━━ Records provided ━━

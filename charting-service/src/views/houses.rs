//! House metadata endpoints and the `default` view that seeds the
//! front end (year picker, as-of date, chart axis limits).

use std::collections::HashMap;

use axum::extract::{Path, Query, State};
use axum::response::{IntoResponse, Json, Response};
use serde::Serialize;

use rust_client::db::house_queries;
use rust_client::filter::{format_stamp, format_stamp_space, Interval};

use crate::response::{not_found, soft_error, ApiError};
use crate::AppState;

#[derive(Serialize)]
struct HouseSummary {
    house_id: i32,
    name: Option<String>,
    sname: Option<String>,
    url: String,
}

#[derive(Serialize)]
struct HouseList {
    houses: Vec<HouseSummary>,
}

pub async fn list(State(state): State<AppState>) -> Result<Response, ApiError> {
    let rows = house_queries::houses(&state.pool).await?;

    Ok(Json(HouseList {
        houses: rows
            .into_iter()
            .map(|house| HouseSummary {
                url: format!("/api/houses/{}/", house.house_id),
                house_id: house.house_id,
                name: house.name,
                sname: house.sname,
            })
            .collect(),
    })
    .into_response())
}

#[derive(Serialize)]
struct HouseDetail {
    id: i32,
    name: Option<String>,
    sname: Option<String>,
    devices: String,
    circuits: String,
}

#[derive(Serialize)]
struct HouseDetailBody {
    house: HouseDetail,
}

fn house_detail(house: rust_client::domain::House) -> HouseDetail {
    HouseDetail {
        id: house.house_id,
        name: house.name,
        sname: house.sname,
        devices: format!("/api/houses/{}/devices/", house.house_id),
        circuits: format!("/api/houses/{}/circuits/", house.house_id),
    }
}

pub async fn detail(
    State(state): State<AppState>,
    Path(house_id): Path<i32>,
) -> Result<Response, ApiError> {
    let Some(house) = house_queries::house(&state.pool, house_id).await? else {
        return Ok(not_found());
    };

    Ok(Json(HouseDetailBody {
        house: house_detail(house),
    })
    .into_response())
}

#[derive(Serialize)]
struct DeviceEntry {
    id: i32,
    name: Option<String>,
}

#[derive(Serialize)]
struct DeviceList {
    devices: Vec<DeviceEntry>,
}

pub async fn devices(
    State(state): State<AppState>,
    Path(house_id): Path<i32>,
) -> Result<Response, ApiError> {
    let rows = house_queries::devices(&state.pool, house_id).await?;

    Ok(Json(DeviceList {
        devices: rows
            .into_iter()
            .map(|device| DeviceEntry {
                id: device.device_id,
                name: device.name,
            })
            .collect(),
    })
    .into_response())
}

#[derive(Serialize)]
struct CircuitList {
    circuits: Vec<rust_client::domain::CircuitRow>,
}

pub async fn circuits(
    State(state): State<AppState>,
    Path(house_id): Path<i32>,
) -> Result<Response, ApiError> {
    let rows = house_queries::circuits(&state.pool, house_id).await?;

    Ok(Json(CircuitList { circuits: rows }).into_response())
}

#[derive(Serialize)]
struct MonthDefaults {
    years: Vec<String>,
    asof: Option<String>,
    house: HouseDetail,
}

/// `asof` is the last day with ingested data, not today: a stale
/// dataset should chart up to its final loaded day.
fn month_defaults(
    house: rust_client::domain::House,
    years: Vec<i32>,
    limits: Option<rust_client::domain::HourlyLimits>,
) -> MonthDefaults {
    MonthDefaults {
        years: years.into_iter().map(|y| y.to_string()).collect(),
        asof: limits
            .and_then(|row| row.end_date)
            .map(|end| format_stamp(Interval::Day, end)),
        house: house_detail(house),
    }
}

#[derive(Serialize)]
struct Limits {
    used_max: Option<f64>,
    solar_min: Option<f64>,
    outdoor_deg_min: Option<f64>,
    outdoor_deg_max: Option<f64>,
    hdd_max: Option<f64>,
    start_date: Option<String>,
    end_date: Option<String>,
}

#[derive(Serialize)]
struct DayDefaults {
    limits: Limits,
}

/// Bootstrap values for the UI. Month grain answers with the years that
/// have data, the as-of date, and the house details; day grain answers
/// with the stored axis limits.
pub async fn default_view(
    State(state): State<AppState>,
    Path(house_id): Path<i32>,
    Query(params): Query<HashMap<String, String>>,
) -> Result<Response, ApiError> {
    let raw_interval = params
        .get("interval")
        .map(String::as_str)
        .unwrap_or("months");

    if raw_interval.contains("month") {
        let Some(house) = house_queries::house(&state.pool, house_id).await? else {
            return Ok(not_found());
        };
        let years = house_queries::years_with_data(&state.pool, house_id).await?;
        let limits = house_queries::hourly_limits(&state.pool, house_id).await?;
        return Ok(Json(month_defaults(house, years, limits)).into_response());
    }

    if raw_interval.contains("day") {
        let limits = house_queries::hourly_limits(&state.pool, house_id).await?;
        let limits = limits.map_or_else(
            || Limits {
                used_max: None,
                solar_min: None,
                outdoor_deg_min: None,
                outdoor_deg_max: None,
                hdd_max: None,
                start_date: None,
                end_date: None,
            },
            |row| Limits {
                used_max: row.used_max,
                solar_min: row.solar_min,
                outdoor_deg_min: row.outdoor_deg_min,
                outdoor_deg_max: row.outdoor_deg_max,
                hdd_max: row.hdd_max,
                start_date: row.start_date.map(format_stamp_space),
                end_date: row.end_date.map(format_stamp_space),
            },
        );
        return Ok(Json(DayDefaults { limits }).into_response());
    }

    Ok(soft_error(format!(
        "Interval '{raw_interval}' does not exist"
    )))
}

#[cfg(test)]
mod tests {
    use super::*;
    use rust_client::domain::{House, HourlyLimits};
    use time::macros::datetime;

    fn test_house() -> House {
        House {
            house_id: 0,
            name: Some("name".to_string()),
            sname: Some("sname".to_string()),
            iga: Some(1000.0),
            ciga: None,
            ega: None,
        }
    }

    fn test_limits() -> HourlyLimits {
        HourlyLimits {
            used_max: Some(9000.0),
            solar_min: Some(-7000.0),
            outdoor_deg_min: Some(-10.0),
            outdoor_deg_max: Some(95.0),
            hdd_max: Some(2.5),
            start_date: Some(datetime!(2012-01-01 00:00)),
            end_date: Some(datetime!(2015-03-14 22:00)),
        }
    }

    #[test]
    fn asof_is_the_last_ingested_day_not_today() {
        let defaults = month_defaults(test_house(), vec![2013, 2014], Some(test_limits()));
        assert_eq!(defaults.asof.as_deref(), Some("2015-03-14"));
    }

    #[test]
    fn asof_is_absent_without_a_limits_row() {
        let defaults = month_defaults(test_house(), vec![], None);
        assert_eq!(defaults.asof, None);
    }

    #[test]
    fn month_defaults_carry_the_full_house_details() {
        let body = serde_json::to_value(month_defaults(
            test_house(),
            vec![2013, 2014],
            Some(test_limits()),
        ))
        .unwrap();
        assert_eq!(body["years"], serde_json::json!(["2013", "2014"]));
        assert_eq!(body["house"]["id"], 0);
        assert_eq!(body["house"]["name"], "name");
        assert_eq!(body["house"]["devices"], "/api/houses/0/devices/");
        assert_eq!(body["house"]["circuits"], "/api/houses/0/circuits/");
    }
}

━━━

Exercise requirements> The listing above is to be transcribed exactly. Include every line.

Exercise solution>
filename charting-service/src/views/houses.rs
//! House metadata endpoints and the `default` view that seeds the
//! front end (year picker, as-of date, chart axis limits).

use std::collections::HashMap;

use axum::extract::{Path, Query, State};
use axum::response::{IntoResponse, Json, Response};
use serde::Serialize;

use rust_client::db::house_queries;
use rust_client::filter::{format_stamp, format_stamp_space, Interval};

use crate::response::{not_found, soft_error, ApiError};
use crate::AppState;

#[derive(Serialize)]
struct HouseSummary {
    house_id: i32,
    name: Option<String>,
    sname: Option<String>,
    url: String,
}

#[derive(Serialize)]
struct HouseList {
    houses: Vec<HouseSummary>,
}

pub async fn list(State(state): State<AppState>) -> Result<Response, ApiError> {
    let rows = house_queries::houses(&state.pool).await?;

    Ok(Json(HouseList {
        houses: rows
            .into_iter()
            .map(|house| HouseSummary {
                url: format!("/api/houses/{}/", house.house_id),
                house_id: house.house_id,
                name: house.name,
                sname: house.sname,
            })
            .collect(),
    })
    .into_response())
}

#[derive(Serialize)]
struct HouseDetail {
    id: i32,
    name: Option<String>,
    sname: Option<String>,
    devices: String,
    circuits: String,
}

#[derive(Serialize)]
struct HouseDetailBody {
    house: HouseDetail,
}

fn house_detail(house: rust_client::domain::House) -> HouseDetail {
    HouseDetail {
        id: house.house_id,
        name: house.name,
        sname: house.sname,
        devices: format!("/api/houses/{}/devices/", house.house_id),
        circuits: format!("/api/houses/{}/circuits/", house.house_id),
    }
}

pub async fn detail(
    State(state): State<AppState>,
    Path(house_id): Path<i32>,
) -> Result<Response, ApiError> {
    let Some(house) = house_queries::house(&state.pool, house_id).await? else {
        return Ok(not_found());
    };

    Ok(Json(HouseDetailBody {
        house: house_detail(house),
    })
    .into_response())
}

#[derive(Serialize)]
struct DeviceEntry {
    id: i32,
    name: Option<String>,
}

#[derive(Serialize)]
struct DeviceList {
    devices: Vec<DeviceEntry>,
}

pub async fn devices(
    State(state): State<AppState>,
    Path(house_id): Path<i32>,
) -> Result<Response, ApiError> {
    let rows = house_queries::devices(&state.pool, house_id).await?;

    Ok(Json(DeviceList {
        devices: rows
            .into_iter()
            .map(|device| DeviceEntry {
                id: device.device_id,
                name: device.name,
            })
            .collect(),
    })
    .into_response())
}

#[derive(Serialize)]
struct CircuitList {
    circuits: Vec<rust_client::domain::CircuitRow>,
}

pub async fn circuits(
    State(state): State<AppState>,
    Path(house_id): Path<i32>,
) -> Result<Response, ApiError> {
    let rows = house_queries::circuits(&state.pool, house_id).await?;

    Ok(Json(CircuitList { circuits: rows }).into_response())
}

#[derive(Serialize)]
struct MonthDefaults {
    years: Vec<String>,
    asof: Option<String>,
    house: HouseDetail,
}

/// `asof` is the last day with ingested data, not today: a stale
/// dataset should chart up to its final loaded day.
fn month_defaults(
    house: rust_client::domain::House,
    years: Vec<i32>,
    limits: Option<rust_client::domain::HourlyLimits>,
) -> MonthDefaults {
    MonthDefaults {
        years: years.into_iter().map(|y| y.to_string()).collect(),
        asof: limits
            .and_then(|row| row.end_date)
            .map(|end| format_stamp(Interval::Day, end)),
        house: house_detail(house),
    }
}

#[derive(Serialize)]
struct Limits {
    used_max: Option<f64>,
    solar_min: Option<f64>,
    outdoor_deg_min: Option<f64>,
    outdoor_deg_max: Option<f64>,
    hdd_max: Option<f64>,
    start_date: Option<String>,
    end_date: Option<String>,
}

#[derive(Serialize)]
struct DayDefaults {
    limits: Limits,
}

/// Bootstrap values for the UI. Month grain answers with the years that
/// have data, the as-of date, and the house details; day grain answers
/// with the stored axis limits.
pub async fn default_view(
    State(state): State<AppState>,
    Path(house_id): Path<i32>,
    Query(params): Query<HashMap<String, String>>,
) -> Result<Response, ApiError> {
    let raw_interval = params
        .get("interval")
        .map(String::as_str)
        .unwrap_or("months");

    if raw_interval.contains("month") {
        let Some(house) = house_queries::house(&state.pool, house_id).await? else {
            return Ok(not_found());
        };
        let years = house_queries::years_with_data(&state.pool, house_id).await?;
        let limits = house_queries::hourly_limits(&state.pool, house_id).await?;
        return Ok(Json(month_defaults(house, years, limits)).into_response());
    }

    if raw_interval.contains("day") {
        let limits = house_queries::hourly_limits(&state.pool, house_id).await?;
        let limits = limits.map_or_else(
            || Limits {
                used_max: None,
                solar_min: None,
                outdoor_deg_min: None,
                outdoor_deg_max: None,
                hdd_max: None,
                start_date: None,
                end_date: None,
            },
            |row| Limits {
                used_max: row.used_max,
                solar_min: row.solar_min,
                outdoor_deg_min: row.outdoor_deg_min,
                outdoor_deg_max: row.outdoor_deg_max,
                hdd_max: row.hdd_max,
                start_date: row.start_date.map(format_stamp_space),
                end_date: row.end_date.map(format_stamp_space),
            },
        );
        return Ok(Json(DayDefaults { limits }).into_response());
    }

    Ok(soft_error(format!(
        "Interval '{raw_interval}' does not exist"
    )))
}

#[cfg(test)]
mod tests {
    use super::*;
    use rust_client::domain::{House, HourlyLimits};
    use time::macros::datetime;

    fn test_house() -> House {
        House {
            house_id: 0,
            name: Some("name".to_string()),
            sname: Some("sname".to_string()),
            iga: Some(1000.0),
            ciga: None,
            ega: None,
        }
    }

    fn test_limits() -> HourlyLimits {
        HourlyLimits {
            used_max: Some(9000.0),
            solar_min: Some(-7000.0),
            outdoor_deg_min: Some(-10.0),
            outdoor_deg_max: Some(95.0),
            hdd_max: Some(2.5),
            start_date: Some(datetime!(2012-01-01 00:00)),
            end_date: Some(datetime!(2015-03-14 22:00)),
        }
    }

    #[test]
    fn asof_is_the_last_ingested_day_not_today() {
        let defaults = month_defaults(test_house(), vec![2013, 2014], Some(test_limits()));
        assert_eq!(defaults.asof.as_deref(), Some("2015-03-14"));
    }

    #[test]
    fn asof_is_absent_without_a_limits_row() {
        let defaults = month_defaults(test_house(), vec![], None);
        assert_eq!(defaults.asof, None);
    }

    #[test]
    fn month_defaults_carry_the_full_house_details() {
        let body = serde_json::to_value(month_defaults(
            test_house(),
            vec![2013, 2014],
            Some(test_limits()),
        ))
        .unwrap();
        assert_eq!(body["years"], serde_json::json!(["2013", "2014"]));
        assert_eq!(body["house"]["id"], 0);
        assert_eq!(body["house"]["name"], "name");
        assert_eq!(body["house"]["devices"], "/api/houses/0/devices/");
        assert_eq!(body["house"]["circuits"], "/api/houses/0/circuits/");
    }
}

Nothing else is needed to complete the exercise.